Un Ladrón alquiló una habitación en una posada y se quedó allí algunos días al acecho de algo que robar.

Ninguna oportunidad, sin embargo, se presentó, hasta que un día, en que se celebraba una fiesta, el Posadero apareció con un hermoso abrigo nuevo y se sentó ante la puerta de la posada a tomar el aire.

El Ladrón no bien puso los ojos en el abrigo cuando anheló apoderarse de él.

No había ningún negocio que hacer, así que fue a sentarse al lado del mesonero y se puso a hablar con él. Conversaron un rato y luego el Ladrón de repente bostezó y aulló como un lobo.

El mesonero le preguntó con cierta preocupación qué le pasaba. El Ladrón respondió: «Señor, le hablaré de mí, pero primero debo suplicarle que se haga cargo de mi ropa, pues tengo la intención de dejársela.
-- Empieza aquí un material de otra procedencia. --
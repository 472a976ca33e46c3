//! XML decoder: walks the same three singleton tags plus repeated
//! `<partition>` elements that `original_source/parser.py::xml2object`
//! walks via `ElementTree.getiterator()`, using `quick-xml`'s pull reader
//! instead. Grounded in `parser.py` and `pt.py::Partition.items2expr`.

use ptimage_core::{Configuration, ConfigError, Error, Guid, Instructions, Partition, PartitionFlags, TypeId};
use quick_xml::events::{BytesStart, Event};
use quick_xml::Reader;

/// A decoded configuration plus any non-fatal anomalies collected along
/// the way (unknown instruction keys, empty `<partition/>` tags skipped).
#[derive(Debug)]
pub struct DecodeResult {
    pub configuration: Configuration,
    pub warnings: Vec<String>,
}

pub fn decode(xml: &str) -> Result<DecodeResult, Error> {
    let mut reader = Reader::from_str(xml);
    reader.trim_text(true);

    let mut warnings = Vec::new();
    let mut instructions = Instructions::default();
    let mut partitions = Vec::new();

    let mut config_count = 0u32;
    let mut instructions_count = 0u32;
    let mut phys_part_count = 0u32;
    let mut awaiting_instructions_text = false;

    let mut buf = Vec::new();
    loop {
        let event = reader
            .read_event_into(&mut buf)
            .map_err(|e| ConfigError::Xml(e.to_string()))?;

        match event {
            Event::Start(ref e) | Event::Empty(ref e) => {
                let is_empty = matches!(event, Event::Empty(_));
                match e.local_name().as_ref() {
                    b"configuration" => {
                        config_count += 1;
                        if config_count > 1 {
                            return Err(ConfigError::DuplicateSingleton("configuration").into());
                        }
                    }
                    b"parser_instructions" => {
                        instructions_count += 1;
                        if instructions_count > 1 {
                            return Err(ConfigError::DuplicateSingleton("parser_instructions").into());
                        }
                        awaiting_instructions_text = !is_empty;
                    }
                    b"physical_partition" => {
                        phys_part_count += 1;
                        if phys_part_count > 1 {
                            return Err(ConfigError::DuplicateSingleton("physical_partition").into());
                        }
                    }
                    b"partition" => {
                        if let Some(partition) = decode_partition(e)? {
                            partitions.push(partition);
                        } else {
                            log::info!("empty <partition> tag skipped");
                        }
                    }
                    _ => {}
                }
            }
            Event::Text(t) => {
                if awaiting_instructions_text {
                    let text = t.unescape().map_err(|e| ConfigError::Xml(e.to_string()))?;
                    let (parsed, mut instr_warnings) = Instructions::parse_text(&text);
                    instructions = parsed;
                    warnings.append(&mut instr_warnings);
                }
            }
            Event::End(ref e) => {
                if e.local_name().as_ref() == b"parser_instructions" {
                    awaiting_instructions_text = false;
                }
            }
            Event::Eof => break,
            _ => {}
        }
        buf.clear();
    }

    for partition in &mut partitions {
        partition.recompute_size_in_sec(instructions.sector_size_bytes);
    }

    Ok(DecodeResult {
        configuration: Configuration { instructions, partitions },
        warnings,
    })
}

fn decode_partition(start: &BytesStart) -> Result<Option<Partition>, Error> {
    let attrs: Vec<(String, String)> = start
        .attributes()
        .filter_map(|a| a.ok())
        .map(|a| {
            let key = String::from_utf8_lossy(a.key.as_ref()).into_owned();
            let value = a
                .unescape_value()
                .map(|v| v.into_owned())
                .unwrap_or_else(|_| String::from_utf8_lossy(&a.value).into_owned());
            (key, value)
        })
        .collect();

    if attrs.is_empty() {
        return Ok(None);
    }

    let mut label = String::new();
    let mut first_lba_in_kb = 0u64;
    let mut size_in_kb = 0u64;
    let mut type_id: Option<TypeId> = None;
    let mut unique_guid = None;
    let mut flags = PartitionFlags::default();
    let mut filename = String::new();
    let mut sparse = String::new();

    for (key, value) in &attrs {
        match key.as_str() {
            "label" => label = value.clone(),
            "first_lba_in_kb" => first_lba_in_kb = value.parse().unwrap_or(0),
            "size_in_kb" => size_in_kb = value.parse().unwrap_or(0),
            "type" => type_id = Some(decode_type(value)?),
            "uniqueguid" if !value.is_empty() => unique_guid = Some(Guid::parse(value)?),
            "uniqueguid" => {}
            "bootable" => flags.bootable = str2bool(value),
            "readonly" => flags.readonly = str2bool(value),
            "hidden" => flags.hidden = str2bool(value),
            "dontautomount" => flags.dontautomount = str2bool(value),
            "system" => flags.system = str2bool(value),
            "filename" => filename = value.clone(),
            "sparse" => sparse = value.clone(),
            other => return Err(ConfigError::UnknownPartitionAttribute(other.to_string()).into()),
        }
    }

    if label == "EXT" {
        return Err(ConfigError::ReservedLabel.into());
    }

    let type_id = type_id.ok_or(ConfigError::MissingPartitionType)?;

    Ok(Some(Partition {
        label,
        first_lba_in_kb,
        size_in_kb,
        size_in_sec: 0, // recomputed once decoding finishes.
        type_id,
        unique_guid,
        flags,
        filename,
        sparse,
    }))
}

/// GPT is tried first (32-hex-digit `0x...` form or dashed), then MBR's
/// one-or-two hex digit form (with optional `0x` prefix).
fn decode_type(value: &str) -> Result<TypeId, ConfigError> {
    if let Ok(guid) = Guid::parse(value) {
        return Ok(TypeId::Gpt(guid));
    }
    if let Some(code) = parse_mbr_type(value) {
        return Ok(TypeId::Mbr(code));
    }
    Err(ConfigError::InvalidType(value.to_string()))
}

fn parse_mbr_type(value: &str) -> Option<u8> {
    let hex = value.strip_prefix("0x").or_else(|| value.strip_prefix("0X")).unwrap_or(value);
    if hex.is_empty() || hex.len() > 2 || !hex.bytes().all(|b| b.is_ascii_hexdigit()) {
        return None;
    }
    u8::from_str_radix(hex, 16).ok()
}

fn str2bool(s: &str) -> bool {
    s.eq_ignore_ascii_case("true")
}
Por qué me dan estos ataques de bostezo no lo sé: tal vez sean enviados como castigo por mis fechorías; pero, sea cual sea la razón, el caso es que, cuando he bostezado tres veces, me convierto en un lobo rapaz y me abalanzo sobre las gargantas de los hombres».
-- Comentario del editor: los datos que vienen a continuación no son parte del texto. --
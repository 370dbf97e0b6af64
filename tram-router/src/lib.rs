//! Tram route planner.
//!
//! Answers "how do I get from this stop to that one, as cheaply as
//! possible?" for a small tram network where every line charges a flat
//! boarding fare and travel times come from a GTFS timetable.

pub mod cache;
pub mod domain;
pub mod dto;
pub mod network;
pub mod planner;
pub mod timetable;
Al terminar de hablar bostezó por segunda vez y volvió a aullar como antes. El mesonero, creyendo cada palabra que decía y aterrorizado ante la perspectiva de verse frente a un lobo, se levantó apresuradamente y echó a correr hacia el interior; pero el ladrón lo cogió del abrigo y trató de detenerlo, gritando: —Quédese, señor, quédese y hágase cargo de mi ropa, o de lo contrario jamás volveré a verla.

Mientras hablaba abrió la boca y comenzó a bostezar por tercera vez. El Ventero, loco por el miedo a ser devorado por un lobo, se despojó de su casaca, que se quedó en las manos del otro, huyó a toda prisa hacia la posada y echó la llave por dentro; y el Ladrón se marchó entonces tranquilamente con su botín.